About this task>
Every line in the data below from the one containing "Per-call policy decisions." down to the one containing "use crate::session::AgentSession;", both included, must be retyped exactly; no other line is to appear.

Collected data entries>
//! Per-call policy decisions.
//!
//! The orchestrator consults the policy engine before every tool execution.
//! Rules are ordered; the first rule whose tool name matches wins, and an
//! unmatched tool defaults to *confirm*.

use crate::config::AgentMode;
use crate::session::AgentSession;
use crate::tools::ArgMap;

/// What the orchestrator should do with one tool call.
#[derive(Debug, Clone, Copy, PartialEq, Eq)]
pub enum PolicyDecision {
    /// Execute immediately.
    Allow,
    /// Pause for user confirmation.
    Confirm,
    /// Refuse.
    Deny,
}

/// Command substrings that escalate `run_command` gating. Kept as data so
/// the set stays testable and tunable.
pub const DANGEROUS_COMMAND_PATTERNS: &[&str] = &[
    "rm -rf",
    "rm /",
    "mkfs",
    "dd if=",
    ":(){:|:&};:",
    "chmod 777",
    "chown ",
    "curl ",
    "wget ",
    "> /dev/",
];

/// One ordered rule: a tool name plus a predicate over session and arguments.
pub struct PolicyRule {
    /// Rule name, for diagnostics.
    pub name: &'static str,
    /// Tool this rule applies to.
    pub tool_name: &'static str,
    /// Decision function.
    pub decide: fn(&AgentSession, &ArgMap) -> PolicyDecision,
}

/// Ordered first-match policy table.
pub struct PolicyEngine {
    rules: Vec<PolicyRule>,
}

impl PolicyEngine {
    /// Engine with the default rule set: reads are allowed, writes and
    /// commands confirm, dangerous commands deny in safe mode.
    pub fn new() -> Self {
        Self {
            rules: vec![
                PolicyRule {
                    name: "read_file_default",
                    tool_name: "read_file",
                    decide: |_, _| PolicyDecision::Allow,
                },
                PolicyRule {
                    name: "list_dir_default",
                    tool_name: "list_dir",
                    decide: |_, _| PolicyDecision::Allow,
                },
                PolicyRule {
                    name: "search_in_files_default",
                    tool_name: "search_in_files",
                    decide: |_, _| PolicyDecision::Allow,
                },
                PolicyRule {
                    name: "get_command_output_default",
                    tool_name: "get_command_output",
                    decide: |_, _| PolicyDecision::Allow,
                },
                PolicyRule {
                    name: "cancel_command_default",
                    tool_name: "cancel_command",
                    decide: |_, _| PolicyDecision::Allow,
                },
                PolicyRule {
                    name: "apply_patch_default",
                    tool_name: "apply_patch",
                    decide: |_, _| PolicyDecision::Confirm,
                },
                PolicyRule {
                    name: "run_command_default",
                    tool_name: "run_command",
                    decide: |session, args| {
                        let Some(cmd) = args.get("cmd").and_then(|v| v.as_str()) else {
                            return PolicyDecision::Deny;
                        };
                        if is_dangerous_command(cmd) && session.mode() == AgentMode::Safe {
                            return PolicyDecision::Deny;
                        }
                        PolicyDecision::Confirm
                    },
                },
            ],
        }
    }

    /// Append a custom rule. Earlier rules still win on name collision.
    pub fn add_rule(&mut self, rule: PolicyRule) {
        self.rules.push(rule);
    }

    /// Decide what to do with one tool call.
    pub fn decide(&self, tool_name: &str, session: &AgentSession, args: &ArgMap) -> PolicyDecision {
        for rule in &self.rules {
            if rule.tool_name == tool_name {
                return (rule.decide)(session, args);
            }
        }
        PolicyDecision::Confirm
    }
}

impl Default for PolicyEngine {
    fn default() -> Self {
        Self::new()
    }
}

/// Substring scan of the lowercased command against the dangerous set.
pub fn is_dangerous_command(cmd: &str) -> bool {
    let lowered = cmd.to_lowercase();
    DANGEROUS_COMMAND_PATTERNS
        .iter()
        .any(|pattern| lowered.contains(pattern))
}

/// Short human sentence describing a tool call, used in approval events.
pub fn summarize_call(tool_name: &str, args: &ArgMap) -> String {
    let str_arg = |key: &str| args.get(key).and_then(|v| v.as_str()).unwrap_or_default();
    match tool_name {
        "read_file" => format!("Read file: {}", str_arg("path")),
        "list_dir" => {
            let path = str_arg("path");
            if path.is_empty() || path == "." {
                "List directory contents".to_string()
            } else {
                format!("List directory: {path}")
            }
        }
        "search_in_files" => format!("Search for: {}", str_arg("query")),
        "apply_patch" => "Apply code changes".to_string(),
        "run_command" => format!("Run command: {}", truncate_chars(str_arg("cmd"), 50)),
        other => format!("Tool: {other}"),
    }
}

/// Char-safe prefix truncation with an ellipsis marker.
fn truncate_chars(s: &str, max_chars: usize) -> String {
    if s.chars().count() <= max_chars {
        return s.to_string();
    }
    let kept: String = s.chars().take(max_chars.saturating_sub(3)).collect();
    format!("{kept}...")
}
--
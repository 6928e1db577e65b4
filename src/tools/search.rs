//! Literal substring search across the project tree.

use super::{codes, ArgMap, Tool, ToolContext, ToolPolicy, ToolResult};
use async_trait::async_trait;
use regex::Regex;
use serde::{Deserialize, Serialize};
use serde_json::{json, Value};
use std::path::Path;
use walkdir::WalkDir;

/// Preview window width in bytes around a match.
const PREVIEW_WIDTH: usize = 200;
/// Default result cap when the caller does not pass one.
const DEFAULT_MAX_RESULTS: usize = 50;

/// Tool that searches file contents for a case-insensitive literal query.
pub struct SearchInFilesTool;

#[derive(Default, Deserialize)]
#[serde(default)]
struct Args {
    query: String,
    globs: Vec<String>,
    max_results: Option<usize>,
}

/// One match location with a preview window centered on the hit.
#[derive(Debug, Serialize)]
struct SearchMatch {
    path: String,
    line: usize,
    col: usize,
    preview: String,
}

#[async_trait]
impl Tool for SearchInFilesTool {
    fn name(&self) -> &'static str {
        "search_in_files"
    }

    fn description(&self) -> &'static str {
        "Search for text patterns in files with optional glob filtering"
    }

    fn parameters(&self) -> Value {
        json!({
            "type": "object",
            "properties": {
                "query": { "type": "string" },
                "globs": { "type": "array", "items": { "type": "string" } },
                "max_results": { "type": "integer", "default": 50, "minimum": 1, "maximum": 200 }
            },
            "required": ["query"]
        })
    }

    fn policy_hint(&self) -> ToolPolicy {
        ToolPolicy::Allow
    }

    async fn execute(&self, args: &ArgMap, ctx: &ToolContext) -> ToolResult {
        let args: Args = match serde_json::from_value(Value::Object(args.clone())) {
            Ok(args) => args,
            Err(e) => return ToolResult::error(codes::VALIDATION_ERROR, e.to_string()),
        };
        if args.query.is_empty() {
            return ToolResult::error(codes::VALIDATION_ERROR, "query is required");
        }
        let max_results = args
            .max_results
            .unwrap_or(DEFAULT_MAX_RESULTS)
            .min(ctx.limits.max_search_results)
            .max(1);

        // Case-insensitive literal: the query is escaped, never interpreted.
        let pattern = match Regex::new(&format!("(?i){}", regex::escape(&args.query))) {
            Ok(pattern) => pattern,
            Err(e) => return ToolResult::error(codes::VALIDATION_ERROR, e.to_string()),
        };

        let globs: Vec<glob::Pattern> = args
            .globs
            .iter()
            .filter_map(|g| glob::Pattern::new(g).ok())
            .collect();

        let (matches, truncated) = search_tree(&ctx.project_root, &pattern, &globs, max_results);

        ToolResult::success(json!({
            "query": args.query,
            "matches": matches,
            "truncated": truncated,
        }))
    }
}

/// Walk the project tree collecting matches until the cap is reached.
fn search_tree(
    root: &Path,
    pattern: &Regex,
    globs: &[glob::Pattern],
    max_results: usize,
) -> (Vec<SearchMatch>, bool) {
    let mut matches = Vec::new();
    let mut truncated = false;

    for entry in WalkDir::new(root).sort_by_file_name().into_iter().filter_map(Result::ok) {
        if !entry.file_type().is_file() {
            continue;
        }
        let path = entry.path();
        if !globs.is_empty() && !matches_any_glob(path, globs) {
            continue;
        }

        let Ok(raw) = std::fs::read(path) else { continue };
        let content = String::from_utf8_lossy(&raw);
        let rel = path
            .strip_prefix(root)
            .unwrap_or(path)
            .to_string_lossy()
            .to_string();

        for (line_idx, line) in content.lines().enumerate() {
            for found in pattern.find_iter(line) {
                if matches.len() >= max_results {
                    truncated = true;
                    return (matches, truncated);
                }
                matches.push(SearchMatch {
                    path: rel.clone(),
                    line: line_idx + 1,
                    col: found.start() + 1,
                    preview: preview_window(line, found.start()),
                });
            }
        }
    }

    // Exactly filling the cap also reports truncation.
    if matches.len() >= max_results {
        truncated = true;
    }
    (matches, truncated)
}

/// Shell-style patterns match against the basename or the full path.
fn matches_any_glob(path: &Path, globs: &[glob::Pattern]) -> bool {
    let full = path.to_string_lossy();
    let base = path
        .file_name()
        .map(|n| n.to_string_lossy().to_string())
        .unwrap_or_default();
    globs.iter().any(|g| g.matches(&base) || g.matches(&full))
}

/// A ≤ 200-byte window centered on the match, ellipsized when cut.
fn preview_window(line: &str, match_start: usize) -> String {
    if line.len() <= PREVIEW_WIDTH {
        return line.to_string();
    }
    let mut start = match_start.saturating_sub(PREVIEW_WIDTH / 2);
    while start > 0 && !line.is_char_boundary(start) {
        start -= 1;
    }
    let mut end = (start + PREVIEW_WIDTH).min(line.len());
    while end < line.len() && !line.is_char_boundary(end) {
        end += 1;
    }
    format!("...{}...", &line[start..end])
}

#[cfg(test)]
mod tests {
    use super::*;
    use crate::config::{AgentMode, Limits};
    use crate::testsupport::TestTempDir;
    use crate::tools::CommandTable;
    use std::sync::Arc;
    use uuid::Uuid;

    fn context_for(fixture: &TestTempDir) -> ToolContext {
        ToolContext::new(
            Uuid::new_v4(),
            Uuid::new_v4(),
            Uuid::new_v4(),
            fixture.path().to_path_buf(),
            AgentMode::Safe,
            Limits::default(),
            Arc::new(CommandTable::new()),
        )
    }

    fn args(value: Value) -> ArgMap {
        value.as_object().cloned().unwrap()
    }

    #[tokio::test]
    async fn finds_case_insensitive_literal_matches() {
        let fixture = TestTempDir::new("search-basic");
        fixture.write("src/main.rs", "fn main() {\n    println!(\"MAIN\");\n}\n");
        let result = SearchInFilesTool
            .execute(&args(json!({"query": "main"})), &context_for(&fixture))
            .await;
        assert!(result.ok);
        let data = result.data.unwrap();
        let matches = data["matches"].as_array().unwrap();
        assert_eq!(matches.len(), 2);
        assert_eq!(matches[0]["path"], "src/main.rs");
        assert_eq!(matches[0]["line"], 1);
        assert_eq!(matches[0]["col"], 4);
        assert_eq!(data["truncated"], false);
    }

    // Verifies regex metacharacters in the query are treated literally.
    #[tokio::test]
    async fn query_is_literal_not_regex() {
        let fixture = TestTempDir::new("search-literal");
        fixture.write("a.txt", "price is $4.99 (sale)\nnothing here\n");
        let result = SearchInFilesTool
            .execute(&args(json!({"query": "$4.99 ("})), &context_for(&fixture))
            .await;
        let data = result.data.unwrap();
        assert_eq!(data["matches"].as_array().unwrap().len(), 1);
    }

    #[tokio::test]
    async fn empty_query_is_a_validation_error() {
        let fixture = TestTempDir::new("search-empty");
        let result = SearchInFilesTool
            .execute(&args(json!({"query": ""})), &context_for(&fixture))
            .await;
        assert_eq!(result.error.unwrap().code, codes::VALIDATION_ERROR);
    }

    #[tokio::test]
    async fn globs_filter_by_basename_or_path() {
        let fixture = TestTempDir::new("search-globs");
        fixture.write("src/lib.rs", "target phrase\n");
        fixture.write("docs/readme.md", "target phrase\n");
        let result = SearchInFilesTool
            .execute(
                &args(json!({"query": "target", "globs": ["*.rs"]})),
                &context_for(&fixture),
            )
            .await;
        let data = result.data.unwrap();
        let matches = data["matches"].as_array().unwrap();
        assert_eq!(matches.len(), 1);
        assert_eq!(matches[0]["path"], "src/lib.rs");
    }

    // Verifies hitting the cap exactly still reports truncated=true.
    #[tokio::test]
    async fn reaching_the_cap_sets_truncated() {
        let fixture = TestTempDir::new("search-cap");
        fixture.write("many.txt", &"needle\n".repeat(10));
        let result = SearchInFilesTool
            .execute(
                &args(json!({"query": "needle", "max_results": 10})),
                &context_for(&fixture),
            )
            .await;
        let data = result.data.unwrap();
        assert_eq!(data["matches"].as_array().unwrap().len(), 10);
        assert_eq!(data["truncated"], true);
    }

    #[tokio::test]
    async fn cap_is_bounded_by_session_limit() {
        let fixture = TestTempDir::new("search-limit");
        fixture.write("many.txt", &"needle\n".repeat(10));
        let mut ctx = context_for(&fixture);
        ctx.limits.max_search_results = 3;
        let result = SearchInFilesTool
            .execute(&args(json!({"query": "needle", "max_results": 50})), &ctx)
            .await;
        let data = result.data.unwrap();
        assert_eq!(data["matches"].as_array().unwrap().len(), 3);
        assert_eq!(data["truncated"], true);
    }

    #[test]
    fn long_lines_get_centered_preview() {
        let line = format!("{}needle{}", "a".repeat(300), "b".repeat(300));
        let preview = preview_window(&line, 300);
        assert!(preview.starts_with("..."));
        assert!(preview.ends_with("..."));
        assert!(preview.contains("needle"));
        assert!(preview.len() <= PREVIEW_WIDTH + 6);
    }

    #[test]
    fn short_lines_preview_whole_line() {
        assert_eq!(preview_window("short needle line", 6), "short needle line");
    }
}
---
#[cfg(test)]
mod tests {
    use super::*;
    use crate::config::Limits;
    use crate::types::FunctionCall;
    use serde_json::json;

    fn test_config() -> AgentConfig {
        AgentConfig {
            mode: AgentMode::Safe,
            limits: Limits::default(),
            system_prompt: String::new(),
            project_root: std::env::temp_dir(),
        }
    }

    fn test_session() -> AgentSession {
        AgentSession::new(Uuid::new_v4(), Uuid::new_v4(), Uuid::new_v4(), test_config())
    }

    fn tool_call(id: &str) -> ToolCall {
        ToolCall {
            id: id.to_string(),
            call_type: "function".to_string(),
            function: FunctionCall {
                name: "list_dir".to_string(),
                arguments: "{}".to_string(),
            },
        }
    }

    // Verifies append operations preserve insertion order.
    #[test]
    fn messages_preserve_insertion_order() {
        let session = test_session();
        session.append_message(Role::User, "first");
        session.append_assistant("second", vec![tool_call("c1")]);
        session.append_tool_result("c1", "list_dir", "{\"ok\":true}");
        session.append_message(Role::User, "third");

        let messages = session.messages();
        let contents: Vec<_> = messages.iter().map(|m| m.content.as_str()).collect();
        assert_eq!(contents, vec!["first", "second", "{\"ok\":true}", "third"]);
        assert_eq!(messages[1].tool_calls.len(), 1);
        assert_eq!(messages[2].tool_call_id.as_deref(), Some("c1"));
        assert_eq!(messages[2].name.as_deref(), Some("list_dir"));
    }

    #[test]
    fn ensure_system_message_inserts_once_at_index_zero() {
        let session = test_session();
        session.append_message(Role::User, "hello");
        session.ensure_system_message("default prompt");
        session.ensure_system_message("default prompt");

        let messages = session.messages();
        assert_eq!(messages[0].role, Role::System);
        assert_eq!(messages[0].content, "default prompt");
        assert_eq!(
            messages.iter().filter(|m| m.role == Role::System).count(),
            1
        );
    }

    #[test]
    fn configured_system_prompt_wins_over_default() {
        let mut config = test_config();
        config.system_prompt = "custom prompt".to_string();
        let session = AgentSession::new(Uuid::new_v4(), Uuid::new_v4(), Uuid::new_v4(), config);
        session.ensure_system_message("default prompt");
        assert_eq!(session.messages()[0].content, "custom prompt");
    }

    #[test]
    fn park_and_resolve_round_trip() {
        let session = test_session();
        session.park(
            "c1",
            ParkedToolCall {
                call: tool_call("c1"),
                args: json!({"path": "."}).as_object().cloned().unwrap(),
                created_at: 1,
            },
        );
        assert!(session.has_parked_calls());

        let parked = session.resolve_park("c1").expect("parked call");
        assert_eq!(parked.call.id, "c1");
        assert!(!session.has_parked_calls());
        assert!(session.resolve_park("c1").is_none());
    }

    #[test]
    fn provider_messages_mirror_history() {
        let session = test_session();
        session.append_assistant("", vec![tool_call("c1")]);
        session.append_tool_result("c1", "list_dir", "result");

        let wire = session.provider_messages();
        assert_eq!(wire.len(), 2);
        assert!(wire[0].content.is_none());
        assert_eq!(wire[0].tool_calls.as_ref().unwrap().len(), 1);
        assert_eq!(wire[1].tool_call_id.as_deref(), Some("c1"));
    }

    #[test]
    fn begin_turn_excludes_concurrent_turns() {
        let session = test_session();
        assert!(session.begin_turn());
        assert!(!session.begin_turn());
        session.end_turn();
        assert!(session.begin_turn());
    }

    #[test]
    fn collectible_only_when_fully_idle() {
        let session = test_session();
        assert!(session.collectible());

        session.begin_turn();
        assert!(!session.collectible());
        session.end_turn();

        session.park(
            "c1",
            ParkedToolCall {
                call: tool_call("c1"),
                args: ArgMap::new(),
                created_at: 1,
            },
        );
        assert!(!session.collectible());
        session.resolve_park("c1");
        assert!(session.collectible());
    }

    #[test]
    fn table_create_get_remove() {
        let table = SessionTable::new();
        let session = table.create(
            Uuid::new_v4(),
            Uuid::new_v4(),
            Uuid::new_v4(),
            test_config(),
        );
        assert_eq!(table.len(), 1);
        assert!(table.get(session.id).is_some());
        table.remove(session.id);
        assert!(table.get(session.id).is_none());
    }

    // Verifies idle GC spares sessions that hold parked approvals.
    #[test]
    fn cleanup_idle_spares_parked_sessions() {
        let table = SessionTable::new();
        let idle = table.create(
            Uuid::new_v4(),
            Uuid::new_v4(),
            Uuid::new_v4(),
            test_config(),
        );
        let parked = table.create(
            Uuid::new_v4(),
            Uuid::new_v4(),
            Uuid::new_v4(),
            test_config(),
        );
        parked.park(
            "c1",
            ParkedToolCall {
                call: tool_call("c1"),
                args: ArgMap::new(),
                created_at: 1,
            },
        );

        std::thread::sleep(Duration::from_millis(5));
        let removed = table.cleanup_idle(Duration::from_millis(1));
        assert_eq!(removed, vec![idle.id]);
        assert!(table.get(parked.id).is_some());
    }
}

Your solution>
//! Per-call policy decisions.
//!
//! The orchestrator consults the policy engine before every tool execution.
//! Rules are ordered; the first rule whose tool name matches wins, and an
//! unmatched tool defaults to *confirm*.

use crate::config::AgentMode;
use crate::session::AgentSession;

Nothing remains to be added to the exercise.